TBILISI, Georgia — If Georgia’s opposition succeeds in driving President Mikheil Saakashvili from office, they will have a buxom, effusive, celebrity masseuse partly to thank for it.
Images of the Georgian leader posing with “Dr. Dot,” a striking American massage therapist, have materialized throughout Tbilisi, part of the opposition’s campaign to force Saakashvili to resign through ridicule.
The photos are the work of “April 9” and “Ratom?” (“Why?”), two youth groups affiliated with protests that began earlier this month and which initially brought more than 40,000 to the streets of the capital.
Among his sins, the president is accused of launching an unsuccessful war with Russia — which resulted in tens of thousands of refugees and a loss of 20 percent of Georgia’s territory — mismanaging the economy, veering towards dictatorship and generally behaving in an unhinged manner.
The two groups have employed for their purposes a variety of agitprop actions and images from other less-than-flattering moments from the president’s past — for instance a shot of Saakashvili (from a BBC documentary on the war) nervously chewing on his tie.
During the demonstrations crowds have taken to hurling carrots and cabbages and depositing one unlucky rabbit at the presidential residence. (“Rabbit” is slang for coward in Georgian.) “April 9” members perform street theatre where they smile idiotically and try to embrace anyone within reach — a parody of the president’s gregariousness — or hop around like bunnies.
A popular folk singer, Giorgi Gachechiladze, whose brother ran against Saakashvili in elections last year, launched a television reality program in which he has fitted a room to look like a jail cell (symbolizing the police state that he says Georgia has become) and refuses to leave until the president steps down. Demonstrators have now erected mock cages in solidarity with Gachechiladze at protest sites.
Whether such blunt (and admittedly often primitive) humor will find its mark is far from clear. Numbers have dwindled at the protests to just over a thousand. Some opposition leaders are now calling for dialogue with the government. And although Saakashvili’s popularity appears to have dropped significantly since last August’s war, many still support him, while others say that they prefer stability to any more changes at the top.
But the strategy paradoxically also gives Saakashvili a taste of his own medicine. He rose to power on the back of a movement that first strove to degrade the image of the previous leader, Eduard Shevardnadze, before overthrowing him.
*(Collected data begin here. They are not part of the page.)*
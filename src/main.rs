// srpd - Secure Remote Password authentication server.
//
// Binds a TCP socket and runs one SRP handshake per connection against the
// configured identity and password.

use anyhow::Context;
use clap::Parser;
use rand::rngs::StdRng;
use rand::SeedableRng;
use tokio::net::TcpListener;
use tracing_subscriber::EnvFilter;

use std::sync::Arc;

use srpd::{accept_loop, Credential, GroupParameters};

#[derive(Parser, Debug)]
#[command(name = "srpd")]
#[command(about = "Run a Secure Remote Password protocol server")]
#[command(version)]
struct Args {
    /// Server hostname
    #[arg(short = 'H', long)]
    hostname: String,

    /// Server port
    #[arg(short, long)]
    port: u16,

    /// Client identifier
    #[arg(short = 'I', long)]
    id: String,

    /// Expected client password
    #[arg(short = 'P', long)]
    password: String,

    /// Hex-encoded group modulus; defaults to the built-in 1536-bit MODP
    /// prime
    #[arg(long)]
    modulus: Option<String>,

    /// Group generator, used only with --modulus
    #[arg(long, default_value_t = 2)]
    generator: u64,

    /// Group multiplier constant, used only with --modulus
    #[arg(long, default_value_t = 3)]
    multiplier: u64,
}

#[tokio::main]
async fn main() -> anyhow::Result<()> {
    tracing_subscriber::fmt()
        .with_env_filter(
            EnvFilter::try_from_default_env().unwrap_or_else(|_| EnvFilter::new("info")),
        )
        .init();

    let args = Args::parse();

    let group = match &args.modulus {
        Some(modulus_hex) => {
            let mut rng = StdRng::from_entropy();
            GroupParameters::from_hex(modulus_hex, args.generator, args.multiplier, &mut rng)
                .context("invalid group parameters")?
        }
        None => GroupParameters::modp_1536(),
    };
    let group = Arc::new(group);
    let credential = Arc::new(Credential::new(args.id, args.password.into_bytes()));

    let listener = TcpListener::bind((args.hostname.as_str(), args.port))
        .await
        .with_context(|| format!("could not bind {}:{}", args.hostname, args.port))?;
    tracing::info!("listening on {}:{}", args.hostname, args.port);
    tracing::info!("<Ctrl-C> to stop");

    accept_loop(listener, group, credential).await;
    Ok(())
}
A wildly popular television cartoon from the pre-Saakashvili era, shown nationally, depicted Shevardnadze as a senile, corrupt bumbler. “Ratom?” with its single word message and guerrilla tactics recalls “Kmara” (“Enough”) from the Rose Revolution.
“Humor is one of the most powerful political tools,” said Lasha Chkhartishvili, an "April 9" leader, standing recently outside Saakashvili’s presidential residence, as the crowd planted carrots on top of the wrought-iron fence. “When people laugh, they are no longer afraid.”
“Saakashvili is afraid,” he added. “He used these methods and knows how effective they are.”
With Dr. Dot, the opposition seems to have been delivered a wealth of material. Born Dorothy Stein, she is not your typical massage therapist. Sting, Mariah Carey, Jay Z, the Rolling Stones and Frank Zappa (who gave her the nickname) are among the hundreds of celebrities who have received her ministrations, which sometimes include her trademark technique of biting the client’s back. In addition, she writes a sex advice column and has posed for Penthouse magazine.
Dr. Dot is also not one to hide her light under a bushel — and therein lies the problem for Saakashvili. On her blog she described two sessions with the Georgian leader, the second taking place in Tbilisi.
“I am here for a week massaging my favorite client on earth (sorry Simon Cowell, you’ve been bumped down a notch from my #1 spot for now), president of Georgia, Mikheil Saakashvili, who invited me to his interesting country,” she gushes. Earlier she describes Saakashvili as “the best looking president on earth.”
The president, who is married with two children, and his staff maintain that everything was fully above board. Nevertheless, the story was picked up last month by Russia Today, the Kremlin’s satellite news channel and propaganda mouthpiece, and then by local broadcasters, who questioned whether the Georgian leader should be hiring someone as flamboyant as Dr. Dot while the country recovers from its war and copes with the global economic crisis. At issue is also whether Saakashvili employed the presidential plane and government funds to bring the “rock ‘n roll masseuse” first to Batumi on the Black Sea and then to the capital.
But what seems to have struck even more of a nerve is a single snapshot taken at the end of their first meeting in Berlin and lifted from Dr. Dot’s website: the president with a goofy, satisfied grin, hair askew, arm draped around the massage therapist.
Dr. Dot herself says that the extensive detail of her blog is sufficient evidence that she has nothing to hide. And she provides evidence perhaps that the president has not entirely lost his sense of humor. Asked why his neck was so tense, he replied, “No kidding — I’ve got Russia sitting on it."